Den Abschluss bildet Nikolai Rimski-Korsakows sinfonische Suite „Scheherazade“, ein Meisterwerk der musikalischen Charakterisierung und Instrumentation und für viele sicherlich der Höhepunkt des Abends. Den Part der Solovioline übernimmt Orin Laursen, der heute als Gast die Position des Konzertmeisters innehat. Der erste Satz beginnt vielversprechend: dräuende Blechbläserakkorde, Laursens filigranes erstes Solo… doch dann macht sich matte Müdigkeit breit. Ich höre ein Orchester, das eine Musik, die es im Schlaf spielen könnte, so spielt, als schliefe es tatsächlich. Derart unterspannt habe ich diesen Satz selten gehört. Dies liegt nicht zuletzt am Dirigenten, der mehr Einsatz fordern müsste und auch sonst eher unauffällig bleibt. Zum Glück bessern sich die Dinge im weiteren Verlauf deutlich. Hervorzuheben sind vor allem der gefühlvoll musizierte dritte Satz und das Finale, welches schon allein aufgrund seiner enormen Schwierigkeit die letzten Feierabendträume der Musiker:innen verscheucht. Warum nicht gleich so? Ein wahres Fest sind die zahlreichen Soli von Flöte, Klarinette, Fagott, Horn, Harfe – und natürlich Orin Laursen, der das verkappte Violinkonzert virtuos und mit edlem, schlankem Ton spielt. Dieser Scheherazade hört man gern zu – vielleicht sogar 1001 Nacht lang.
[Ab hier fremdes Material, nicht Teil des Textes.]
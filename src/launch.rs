//! Handing control to another image.

use crate::flash::FlashDriver;

/// Where execution resumes after leaving the bootloader
#[derive(Copy, Clone, Debug, PartialEq)]
pub struct EntryDescriptor {
    /// Main stack pointer to install, if any
    pub stack_pointer: Option<u32>,
    /// Address branched to, thumb bit included
    pub entry_point: u32,
}

impl EntryDescriptor {
    /// Entry through a vector table: initial stack pointer then reset vector
    pub fn from_vector_table<F: FlashDriver>(flash: &mut F, base: u32) -> Self {
        let msp = flash.read_word(base);
        let reset = flash.read_word(base.wrapping_add(4));
        Self {
            stack_pointer: Some(msp),
            entry_point: reset,
        }
    }

    /// Direct branch to `address`, switching to thumb state
    pub fn thumb(address: u32) -> Self {
        Self {
            stack_pointer: None,
            entry_point: address | 1,
        }
    }
}

/// Execution environment services used by the bootloader
pub trait System {
    /// Raw MCU ID code register (DBGMCU_IDCODE)
    fn idcode(&self) -> u32;

    /// Abandon the bootloader and continue at `entry`.
    ///
    /// Callers must have range-checked the target.
    fn transfer(&mut self, entry: EntryDescriptor) -> !;
}

/// Cortex-M execution environment
#[cfg(feature = "cortex-m")]
pub struct CortexM;

#[cfg(feature = "cortex-m")]
impl System for CortexM {
    fn idcode(&self) -> u32 {
        const DBGMCU_IDCODE: *const u32 = 0xE004_2000 as *const u32;
        unsafe { core::ptr::read_volatile(DBGMCU_IDCODE) }
    }

    fn transfer(&mut self, entry: EntryDescriptor) -> ! {
        info!("Transferring control to {:#010x}", entry.entry_point);

        // This is the only place the bootloader leaves its own code
        unsafe {
            match entry.stack_pointer {
                Some(msp) => {
                    cortex_m::asm::bootstrap(msp as *const u32, entry.entry_point as *const u32)
                }
                None => {
                    let f: extern "C" fn() -> ! =
                        core::mem::transmute(entry.entry_point as usize);
                    f()
                }
            }
        }
    }
}
//! Device side protocol engine.
//!
//! Each cycle blocks for one length-prefixed frame, verifies its checksum,
//! then dispatches on the command code. Every checksum-valid, well-formed
//! frame of a known command gets exactly one `ACK` plus result; a checksum
//! failure gets a lone `NACK` and has no side effects. Unknown codes are
//! logged and dropped without a response.

use core::convert::{Infallible, TryFrom};
use core::fmt::Debug;
use core::marker::PhantomData;

use embedded_hal::digital::v2::OutputPin;
use embedded_hal::serial::{Read, Write};

use crate::crc::{self, CrcUnit};
use crate::flash::{self, FlashDriver};
use crate::launch::{EntryDescriptor, System};
use crate::memory::{self, AddressStatus};
use crate::protect::{self, Protection, ProtectionMode};
use crate::protocol::{
    Command, Frame, Request, BL_ACK, BL_NACK, BL_VERSION, RX_LEN, SUPPORTED_COMMANDS,
};
use crate::{Error, Options};

/// Chip ID bits of DBGMCU_IDCODE
pub const CHIP_ID_MASK: u32 = 0x0FFF;

/// What one protocol cycle did
#[derive(Copy, Clone, Debug, PartialEq)]
pub enum Cycle {
    /// Frame accepted and answered with `ACK` and a result
    Acked(Command),
    /// Checksum or payload rejected, answered with `NACK`
    Nacked(Command),
    /// Known command without an implementation, not answered
    Unanswered(Command),
    /// Unknown or missing command code, not answered
    Ignored(Option<u8>),
}

pub struct Bootloader<P, F, C, L, S, E> {
    options: Options,
    port: P,
    flash: F,
    crc: C,
    led: L,
    system: S,
    _err: PhantomData<E>,
}

impl<P, F, C, L, S, E> Bootloader<P, F, C, L, S, E>
where
    P: Read<u8, Error = E> + Write<u8, Error = E>,
    F: FlashDriver,
    C: CrcUnit,
    L: OutputPin,
    S: System,
    E: Debug,
{
    /// Create a new bootloader instance
    pub fn new(port: P, flash: F, crc: C, led: L, system: S, options: Options) -> Self {
        Self {
            options,
            port,
            flash,
            crc,
            led,
            system,
            _err: PhantomData,
        }
    }

    pub fn port(&mut self) -> &mut P {
        &mut self.port
    }

    pub fn flash(&mut self) -> &mut F {
        &mut self.flash
    }

    pub fn led(&self) -> &L {
        &self.led
    }

    /// Run the command loop, or start the resident application
    pub fn boot(&mut self, stay_in_bootloader: bool) -> Result<Infallible, Error<E>> {
        if stay_in_bootloader {
            info!("Entering bootloader command loop");
            self.run()
        } else {
            self.jump_to_user_app()
        }
    }

    /// Serve commands until the transport fails
    pub fn run(&mut self) -> Result<Infallible, Error<E>> {
        loop {
            self.poll()?;
        }
    }

    /// Start the application whose vector table is at `app_base`
    pub fn jump_to_user_app(&mut self) -> ! {
        let base = self.options.app_base;
        debug!("Jumping to user application at {:#010x}", base);

        let entry = EntryDescriptor::from_vector_table(&mut self.flash, base);
        debug!(
            "MSP value: {:x?}, reset handler: {:#010x}",
            entry.stack_pointer, entry.entry_point
        );

        self.system.transfer(entry)
    }

    /// Receive and handle a single frame
    pub fn poll(&mut self) -> Result<Cycle, Error<E>> {
        let mut buf = [0u8; RX_LEN];
        let n = self.read_frame(&mut buf)?;
        let frame = Frame::new(&buf[..n]);

        #[cfg(feature = "std")]
        trace!("Frame: {}", hex::encode(&buf[..n]));
        #[cfg(not(feature = "std"))]
        trace!("Frame: {:02x?}", &buf[..n]);

        self.dispatch(&frame)
    }

    /// Read the length byte then exactly that many further bytes
    fn read_frame(&mut self, buf: &mut [u8; RX_LEN]) -> Result<usize, Error<E>> {
        buf[0] = block!(self.port.read())?;
        let len = buf[0] as usize;

        for b in buf[1..=len].iter_mut() {
            *b = block!(self.port.read())?;
        }

        Ok(len + 1)
    }

    fn dispatch(&mut self, frame: &Frame) -> Result<Cycle, Error<E>> {
        let code = match frame.code() {
            Some(c) => c,
            None => {
                warn!("Empty frame received from host");
                return Ok(Cycle::Ignored(None));
            }
        };

        let command = match Command::try_from(code) {
            Ok(c) => c,
            Err(c) => {
                warn!("Invalid command code received from host: {:#04x}", c);
                return Ok(Cycle::Ignored(Some(c)));
            }
        };

        debug!("Handling {:?}", command);

        if let Command::MemRead | Command::OtpRead = command {
            debug!("{:?} is not implemented, no response", command);
            return Ok(Cycle::Unanswered(command));
        }

        if !frame.is_well_formed() {
            warn!("Frame too short ({} bytes)", frame.total_length());
            self.send_nack()?;
            return Ok(Cycle::Nacked(command));
        }

        if !crc::verify(&mut self.crc, frame.covered(), frame.checksum()) {
            warn!("Checksum fail");
            self.send_nack()?;
            return Ok(Cycle::Nacked(command));
        }

        debug!("Checksum success");

        let request = match Request::parse(command, frame.payload()) {
            Some(r) => r,
            None => {
                warn!("Payload too short for {:?}", command);
                self.send_nack()?;
                return Ok(Cycle::Nacked(command));
            }
        };

        self.handle(request)?;
        self.flush()?;

        Ok(Cycle::Acked(command))
    }

    fn handle(&mut self, request: Request) -> Result<(), Error<E>> {
        match request {
            Request::GetVersion => {
                debug!("BL_VER: {:#04x}", BL_VERSION);
                self.respond(&[BL_VERSION])
            }
            Request::GetHelp => self.respond(&SUPPORTED_COMMANDS),
            Request::GetChipId => {
                let cid = (self.system.idcode() & CHIP_ID_MASK) as u16;
                debug!("MCU ID: {:#05x}", cid);
                self.respond(&cid.to_le_bytes())
            }
            Request::GetRdpStatus => {
                let rdp = self.flash.rdp_level();
                debug!("RDP level: {:#04x}", rdp);
                self.respond(&[rdp])
            }
            Request::GoToAddress { address } => self.handle_go(address),
            Request::FlashErase { sector, count } => {
                debug!("Initial sector: {} sector count: {}", sector, count);

                self.send_ack(1)?;

                let _ = self.led.set_high();
                let status = flash::erase(&mut self.flash, sector, count);
                let _ = self.led.set_low();

                if !status.is_ok() {
                    error!("Flash erase failed: {:?}", status);
                }
                self.write_bytes(&[status.code()])
            }
            Request::MemWrite { address, data } => {
                debug!("Memory write of {} bytes at {:#010x}", data.len(), address);

                self.send_ack(1)?;

                if memory::classify(address) == AddressStatus::Invalid {
                    warn!("Invalid memory write address {:#010x}", address);
                    return self.write_bytes(&[AddressStatus::Invalid.code()]);
                }

                let _ = self.led.set_high();
                let status = flash::write(&mut self.flash, data, address);
                let _ = self.led.set_low();

                if !status.is_ok() {
                    error!("Memory write failed: {:?}", status);
                }
                self.write_bytes(&[status.code()])
            }
            Request::EnableRwProtect { sectors, mode } => {
                self.send_ack(1)?;

                let status = match ProtectionMode::from_code(mode) {
                    Some(mode) => {
                        protect::configure(&mut self.flash, Protection::Enable { sectors, mode })
                    }
                    None => {
                        warn!("Unknown protection mode {}, nothing changed", mode);
                        0
                    }
                };

                debug!("Protection status: {:#04x}", status);
                self.write_bytes(&[status])
            }
            Request::DisableRwProtect => {
                self.send_ack(1)?;
                let status = protect::configure(&mut self.flash, Protection::Disable);
                self.write_bytes(&[status])
            }
            Request::ReadSectorProtectionStatus => {
                let status = protect::read_status(&mut self.flash);
                debug!("nWRP status: {:#06x}", status);
                self.respond(&status.to_le_bytes())
            }
            // Answered in dispatch
            Request::MemRead | Request::OtpRead => Ok(()),
        }
    }

    fn handle_go(&mut self, address: u32) -> Result<(), Error<E>> {
        debug!("GO address: {:#010x}", address);

        self.send_ack(1)?;

        match memory::classify(address) {
            AddressStatus::Valid => {
                self.write_bytes(&[AddressStatus::Valid.code()])?;
                self.flush()?;

                info!("Jumping to go address {:#010x}", address);
                self.system.transfer(EntryDescriptor::thumb(address))
            }
            AddressStatus::Invalid => {
                warn!("GO address invalid: {:#010x}", address);
                self.write_bytes(&[AddressStatus::Invalid.code()])
            }
        }
    }

    /// `ACK` followed by the whole of `result`
    fn respond(&mut self, result: &[u8]) -> Result<(), Error<E>> {
        self.send_ack(result.len() as u8)?;
        self.write_bytes(result)
    }

    fn send_ack(&mut self, follow_len: u8) -> Result<(), Error<E>> {
        self.write_bytes(&[BL_ACK, follow_len])
    }

    fn send_nack(&mut self) -> Result<(), Error<E>> {
        self.write_bytes(&[BL_NACK])?;
        self.flush()
    }

    fn write_bytes(&mut self, data: &[u8]) -> Result<(), Error<E>> {
        for b in data {
            block!(self.port.write(*b))?;
        }
        Ok(())
    }

    fn flush(&mut self) -> Result<(), Error<E>> {
        block!(self.port.flush())?;
        Ok(())
    }
}
use std::io::ErrorKind as IoErrorKind;
use std::path::Path;

use linux_embedded_hal::{Delay, Serial};
use serial_core::{
    BaudRate, CharSize, Error as SerialError, FlowControl, Parity, SerialDevice as _,
    SerialPortSettings as _, StopBits,
};

use crate::{Options, Programmer};

/// Open a serial port configured for the bootloader link (8N1, no flow control)
pub fn open<P: AsRef<Path>>(port: P, baud: usize) -> Result<Serial, SerialError> {
    // Open port
    let mut port = Serial::open(port.as_ref())?;

    // Apply settings
    let mut settings = port.0.read_settings()?;

    settings.set_char_size(CharSize::Bits8);
    settings.set_stop_bits(StopBits::Stop1);
    settings.set_baud_rate(BaudRate::from_speed(baud))?;
    settings.set_flow_control(FlowControl::FlowNone);
    settings.set_parity(Parity::ParityNone);

    port.0.write_settings(&settings)?;

    Ok(port)
}

impl Programmer<Serial, Delay, IoErrorKind> {
    /// Create a new linux serial port programmer instance
    pub fn linux<P: AsRef<Path>>(
        port: P,
        baud: usize,
        options: Options,
    ) -> Result<Self, SerialError> {
        let port = open(port, baud)?;

        // Return instance
        Ok(Self::new(port, Delay {}, options))
    }
}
Eine Aufzeichnung des Konzerts ist unter folgendem Link abrufbar: https://www.mdr.de/klassik/hoeren-sehen/leipzig-gewandhaus-kerem-hasan-dirigiert-100.html

Frank Sindermann

Sonntag, 14. April 2024
Gewandhaus, Großer Saal

MDR-Sinfonieorchester
Orin Laursen, Konzertmeister
Mauro Peter, Tenor
Kerem Hasan, Dirigent

Lux perpetua

Franz Welser-Möst dirigiert Verdis Requiem im ausverkauften Gewandhaus (English translation available)

Bild von lmaresz auf Pixabay

Kaum zu glauben, aber wahr: Das Gewandhausorchester hat Verdis Requiem zuletzt im Jahr 1960 aufgeführt! Das deutlich zu lange lange Warten hat sich aber gelohnt: auf einem höheren musikalischen Niveau wird man dieses Werk aktuell schwerlich hören können.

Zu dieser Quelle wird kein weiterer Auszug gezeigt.